With obesity, especially among youngsters, reportedly on the rise, what you eat or serve up has become an increasingly fraught topic for many.

Last week I overheard a young couple, child in tow, discussing whether it was right or wrong that a school had sent a note home, asking parents not to put Nutella in lunchbox sandwiches. Not because a child in the class had a nut allergy, but on the grounds that it transgressed their healthy eating policy.

I did wonder if the school in question should not be grateful the child had been supplied with a lunch at all, because let’s not kid ourselves, there are schools right here in the county town where children arrive breakfastless and hungry, through either poverty or plain neglect, and stay that way all day.

Don’t get me started on the subject of fussy kids, who will only eat a very few foods. That led to my inventing the Phillips Code on Fussy Eating (basically, if you can name four foods you would refuse to eat at someone else’s house to be polite, you’re fussy – try it).

Going to the other extreme, a colleague once made readers of this paper laugh out loud with her April Fool ‘Trowbridge diet’, featuring lardy cake, pork pies and beer (all at the time made here), and many beer bellies sported by middle-aged men owe a lot to the single man’s diet they once followed.

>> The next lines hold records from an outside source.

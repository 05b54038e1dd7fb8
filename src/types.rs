use serde::{Deserialize, Serialize};
use std::fmt;

/// Identifier of a source table; selects which cleaning rules apply.
#[derive(Debug, Clone, Copy, PartialEq, Eq, Hash, PartialOrd, Ord, Serialize, Deserialize)]
#[serde(rename_all = "lowercase")]
pub enum TableId {
    Users,
    Transactions,
    Products,
}

impl TableId {
    /// All identifiers in load order.
    pub const ALL: [TableId; 3] = [TableId::Users, TableId::Transactions, TableId::Products];

    /// Name used for the store table and the cleaned side file.
    pub fn as_str(&self) -> &'static str {
        match self {
            TableId::Users => "users",
            TableId::Transactions => "transactions",
            TableId::Products => "products",
        }
    }
}

impl fmt::Display for TableId {
    fn fmt(&self, f: &mut fmt::Formatter<'_>) -> fmt::Result {
        f.write_str(self.as_str())
    }
}
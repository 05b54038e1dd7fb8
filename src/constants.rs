/// Default file and folder names for a run.
/// Relative paths resolve against the working directory unless a config file says otherwise.

// Inputs
pub const RAW_DATA_DIR: &str = "raw-data";
pub const USERS_FILE: &str = "USER_TAKEHOME.csv";
pub const TRANSACTIONS_FILE: &str = "TRANSACTION_TAKEHOME.csv";
pub const PRODUCTS_FILE: &str = "PRODUCTS_TAKEHOME.csv";
pub const QUERY_DIR: &str = "sql-queries";

// Outputs
pub const DATABASE_FILE: &str = "fetch_data.db";
pub const CLEAN_DATA_DIR: &str = "clean_data";
pub const QUERY_RESULTS_DIR: &str = "query_results";

/// Suffix appended to the table name for cleaned side files.
pub const CLEANED_FILE_SUFFIX: &str = "_cleaned.csv";

/// Config file picked up from the working directory when present.
pub const DEFAULT_CONFIG_FILE: &str = "etl.toml";
pub const CONFIG_ENV_VAR: &str = "ETL_CONFIG";

/// When set, a Prometheus text snapshot of the run's metrics is written to this path.
pub const METRICS_FILE_ENV_VAR: &str = "ETL_METRICS_FILE";

pub const DEFAULT_LOG_FILTER: &str = "data_cleaning=info,info";

/// Query definitions run by default, in order.
pub const DEFAULT_QUERIES: [&str; 3] = [
    "fetch-growth-by-year.sql",
    "top-brands-established-users.sql",
    "top-brands-over-21.sql",
];

/// Name a query's result file is saved under: everything before the first dot.
pub fn query_result_name(query_file: &str) -> &str {
    query_file.split('.').next().unwrap_or(query_file)
}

I am surely not the only one to have spotted in supermarket trolleys: a week’s shop consisting of a box of cereal, carton of milk, packet of loo rolls, seven pizzas and numerous cans of lager, cider or bitter.

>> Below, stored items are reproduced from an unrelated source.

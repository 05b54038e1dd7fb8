//! SQLite-backed relational store.
//!
//! A connection is opened for each operation and dropped when it finishes, so
//! no connection state outlives a single initialize, load or query.

use crate::error::{EtlError, Result};
use crate::table::{Table, Value};
use rusqlite::types::{ToSql, ToSqlOutput, Value as SqlValue, ValueRef};
use rusqlite::{params_from_iter, Batch, Connection, OpenFlags};
use std::fs;
use std::io;
use std::path::{Path, PathBuf};
use tracing::{debug, info};

/// Sidecar files SQLite may leave next to the database.
const SIDECAR_SUFFIXES: [&str; 3] = ["-journal", "-wal", "-shm"];

pub struct SqliteStore {
    path: PathBuf,
}

impl SqliteStore {
    pub fn new<P: Into<PathBuf>>(path: P) -> Self {
        Self { path: path.into() }
    }

    pub fn path(&self) -> &Path {
        &self.path
    }

    /// Deletes any existing store at this path and creates an empty one.
    pub fn initialize(&self) -> Result<()> {
        if remove_if_exists(&self.path)? {
            info!("Existing database '{}' deleted.", self.path.display());
        }
        for suffix in SIDECAR_SUFFIXES {
            let mut sidecar = self.path.clone().into_os_string();
            sidecar.push(suffix);
            remove_if_exists(Path::new(&sidecar))?;
        }
        if let Some(parent) = self.path.parent().filter(|p| !p.as_os_str().is_empty()) {
            fs::create_dir_all(parent)?;
        }

        let conn = Connection::open(&self.path)?;
        conn.close().map_err(|(_, e)| e)?;
        info!("Database '{}' created successfully.", self.path.display());
        Ok(())
    }

    /// Opens the existing store; never creates one.
    fn open(&self) -> Result<Connection> {
        let conn = Connection::open_with_flags(
            &self.path,
            OpenFlags::SQLITE_OPEN_READ_WRITE | OpenFlags::SQLITE_OPEN_NO_MUTEX,
        )?;
        Ok(conn)
    }

    /// Writes `table` under `name`, replacing any table of that name.
    /// Returns the number of rows inserted.
    pub fn replace_table(&self, name: &str, table: &Table) -> Result<usize> {
        let mut conn = self.open()?;
        let tx = conn.transaction()?;

        let quoted = quote_ident(name);
        let column_defs: Vec<String> = table
            .columns
            .iter()
            .enumerate()
            .map(|(i, c)| {
                let ty = declared_type(table.rows.iter().map(|row| &row[i]));
                format!("{} {}", quote_ident(c), ty)
            })
            .collect();
        tx.execute_batch(&format!(
            "DROP TABLE IF EXISTS {quoted};\nCREATE TABLE {quoted} ({});",
            column_defs.join(", ")
        ))?;

        let placeholders = vec!["?"; table.columns.len()].join(", ");
        let insert = format!("INSERT INTO {quoted} VALUES ({placeholders})");
        {
            let mut stmt = tx.prepare(&insert)?;
            for row in &table.rows {
                stmt.execute(params_from_iter(row.iter()))?;
            }
        }
        tx.commit()?;

        debug!("Replaced table {} with {} rows", quoted, table.len());
        Ok(table.len())
    }

    /// Executes a single statement and collects every row it returns.
    ///
    /// Text holding a second statement is rejected rather than partly run;
    /// trailing whitespace and comments are accepted.
    pub fn run_query(&self, sql: &str) -> Result<Table> {
        let conn = self.open()?;

        let mut batch = Batch::new(&conn, sql);
        let Some(mut stmt) = batch.next()? else {
            return Err(EtlError::NoStatement);
        };
        if batch.next()?.is_some() {
            return Err(EtlError::MultipleStatements);
        }

        let columns: Vec<String> = stmt.column_names().into_iter().map(String::from).collect();
        let width = columns.len();

        let mut rows = Vec::new();
        let mut cursor = stmt.query([])?;
        while let Some(row) = cursor.next()? {
            let mut values = Vec::with_capacity(width);
            for i in 0..width {
                values.push(value_from_sql(row.get_ref(i)?));
            }
            rows.push(values);
        }
        Ok(Table::new(columns, rows))
    }

    /// Names of all user tables, sorted.
    pub fn table_names(&self) -> Result<Vec<String>> {
        let conn = self.open()?;
        let mut stmt = conn.prepare(
            "SELECT name FROM sqlite_master WHERE type = 'table' AND name NOT LIKE 'sqlite_%' ORDER BY name",
        )?;
        let names = stmt
            .query_map([], |row| row.get::<_, String>(0))?
            .collect::<rusqlite::Result<Vec<_>>>()?;
        Ok(names)
    }
}

impl ToSql for Value {
    fn to_sql(&self) -> rusqlite::Result<ToSqlOutput<'_>> {
        Ok(match self {
            Value::Null => ToSqlOutput::Owned(SqlValue::Null),
            Value::Text(s) => ToSqlOutput::Borrowed(ValueRef::Text(s.as_bytes())),
            Value::Integer(i) => ToSqlOutput::Owned(SqlValue::Integer(*i)),
            Value::Real(f) => ToSqlOutput::Owned(SqlValue::Real(*f)),
            Value::Timestamp(_) => ToSqlOutput::Owned(SqlValue::Text(self.to_string())),
        })
    }
}

fn value_from_sql(value: ValueRef<'_>) -> Value {
    match value {
        ValueRef::Null => Value::Null,
        ValueRef::Integer(i) => Value::Integer(i),
        ValueRef::Real(f) => Value::Real(f),
        ValueRef::Text(bytes) | ValueRef::Blob(bytes) => {
            Value::Text(String::from_utf8_lossy(bytes).into_owned())
        }
    }
}

/// Column type from the non-null values in it. Mixed integer/real is `REAL`,
/// any other mix is `TEXT`.
fn declared_type<'a>(values: impl Iterator<Item = &'a Value>) -> &'static str {
    let mut declared: Option<&'static str> = None;
    for value in values {
        let ty = match value {
            Value::Null => continue,
            Value::Text(_) => "TEXT",
            Value::Integer(_) => "INTEGER",
            Value::Real(_) => "REAL",
            Value::Timestamp(_) => "TIMESTAMP",
        };
        declared = Some(match (declared, ty) {
            (None, ty) => ty,
            (Some(prev), ty) if prev == ty => ty,
            (Some("INTEGER"), "REAL") | (Some("REAL"), "INTEGER") => "REAL",
            _ => "TEXT",
        });
    }
    declared.unwrap_or("TEXT")
}

fn quote_ident(name: &str) -> String {
    format!("\"{}\"", name.replace('"', "\"\""))
}

fn remove_if_exists(path: &Path) -> Result<bool> {
    match fs::remove_file(path) {
        Ok(()) => Ok(true),
        Err(e) if e.kind() == io::ErrorKind::NotFound => Ok(false),
        Err(e) => Err(e.into()),
    }
}

#[cfg(test)]
mod tests {
    use super::*;
    use chrono::{TimeZone, Utc};
    use tempfile::tempdir;

    fn store_in(dir: &Path) -> SqliteStore {
        let store = SqliteStore::new(dir.join("store.db"));
        store.initialize().unwrap();
        store
    }

    #[test]
    fn test_initialize_discards_previous_store() {
        let dir = tempdir().unwrap();
        let store = store_in(dir.path());
        store
            .replace_table("users", &Table::from_strings(&["ID"], &[&["1"]]))
            .unwrap();
        assert_eq!(store.table_names().unwrap(), vec!["users"]);

        store.initialize().unwrap();
        assert!(store.table_names().unwrap().is_empty());
    }

    #[test]
    fn test_initialize_creates_parent_directories() {
        let dir = tempdir().unwrap();
        let store = SqliteStore::new(dir.path().join("nested/deeper/store.db"));
        store.initialize().unwrap();
        assert!(store.path().is_file());
    }

    #[test]
    fn test_operations_fail_without_store() {
        let dir = tempdir().unwrap();
        let store = SqliteStore::new(dir.path().join("absent.db"));
        assert!(store.run_query("SELECT 1").is_err());
        assert!(!store.path().exists());
    }

    #[test]
    fn test_replace_table_replaces_rather_than_appends() {
        let dir = tempdir().unwrap();
        let store = store_in(dir.path());
        let first = Table::from_strings(&["ID"], &[&["1"], &["2"]]);
        let second = Table::from_strings(&["ID"], &[&["3"]]);

        assert_eq!(store.replace_table("products", &first).unwrap(), 2);
        assert_eq!(store.replace_table("products", &second).unwrap(), 1);

        let result = store.run_query("SELECT ID FROM products").unwrap();
        assert_eq!(result.rows, vec![vec![Value::from("3")]]);
    }

    #[test]
    fn test_typed_values_round_trip_through_queries() {
        let dir = tempdir().unwrap();
        let store = store_in(dir.path());
        let ts = Utc.with_ymd_and_hms(2022, 3, 4, 5, 6, 7).unwrap();
        let table = Table::new(
            vec!["NAME".into(), "BARCODE".into(), "SALE".into(), "SCAN_DATE".into()],
            vec![vec![
                Value::from("x"),
                Value::Integer(12),
                Value::Real(1.5),
                Value::Timestamp(ts),
            ]],
        );
        store.replace_table("transactions", &table).unwrap();

        let result = store
            .run_query("SELECT NAME, BARCODE, SALE, SCAN_DATE, strftime('%Y', SCAN_DATE) AS YEAR FROM transactions;\n")
            .unwrap();
        assert_eq!(result.columns, vec!["NAME", "BARCODE", "SALE", "SCAN_DATE", "YEAR"]);
        assert_eq!(
            result.rows[0],
            vec![
                Value::from("x"),
                Value::Integer(12),
                Value::Real(1.5),
                Value::from("2022-03-04 05:06:07+00:00"),
                Value::from("2022"),
            ]
        );
    }

    #[test]
    fn test_query_against_missing_table_is_error() {
        let dir = tempdir().unwrap();
        let store = store_in(dir.path());
        assert!(store.run_query("SELECT * FROM users").is_err());
    }

    #[test]
    fn test_second_statement_is_rejected() {
        let dir = tempdir().unwrap();
        let store = store_in(dir.path());
        store
            .replace_table("users", &Table::from_strings(&["ID"], &[&["1"]]))
            .unwrap();

        let err = store.run_query("SELECT ID FROM users; SELECT 2;").unwrap_err();
        assert!(matches!(err, EtlError::MultipleStatements));

        let result = store.run_query("SELECT ID FROM users; -- trailing note\n").unwrap();
        assert_eq!(result.rows, vec![vec![Value::from("1")]]);
    }

    #[test]
    fn test_comment_only_query_is_rejected() {
        let dir = tempdir().unwrap();
        let store = store_in(dir.path());
        let err = store.run_query("-- nothing to run\n").unwrap_err();
        assert!(matches!(err, EtlError::NoStatement));
    }

    #[test]
    fn test_zero_row_query_is_ok_and_empty() {
        let dir = tempdir().unwrap();
        let store = store_in(dir.path());
        store
            .replace_table("users", &Table::from_strings(&["ID"], &[&["1"]]))
            .unwrap();
        let result = store.run_query("SELECT ID FROM users WHERE ID = 'nope'").unwrap();
        assert!(result.is_empty());
        assert_eq!(result.columns, vec!["ID"]);
    }

    #[test]
    fn test_declared_types() {
        let ints = [Value::Integer(1), Value::Null];
        assert_eq!(declared_type(ints.iter()), "INTEGER");
        let mixed = [Value::Integer(1), Value::Real(1.5)];
        assert_eq!(declared_type(mixed.iter()), "REAL");
        let text = [Value::Integer(1), Value::from("a")];
        assert_eq!(declared_type(text.iter()), "TEXT");
        assert_eq!(declared_type([Value::Null].iter()), "TEXT");
    }

    #[test]
    fn test_identifiers_are_quoted() {
        assert_eq!(quote_ident("users"), "\"users\"");
        assert_eq!(quote_ident("we\"ird"), "\"we\"\"ird\"");
    }
}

Equally, the aisles are often blocked up by conscientious people reading the backs of tins and packets, attempting to compare the fat content of one meal over another or spot which brand of baked beans contains the least added sugar.

We are lucky now in Trowbridge to be able to get delicious fresh fruit and veg on our weekly market, which also sells tasty bread, cheeses, olives, fresh fish and cakes. Most of the veg is local, or at least English, though some fruit has racked up food miles (Spanish strawberries, 50p a punnet anyone?) but it’s there, only a healthy walk away.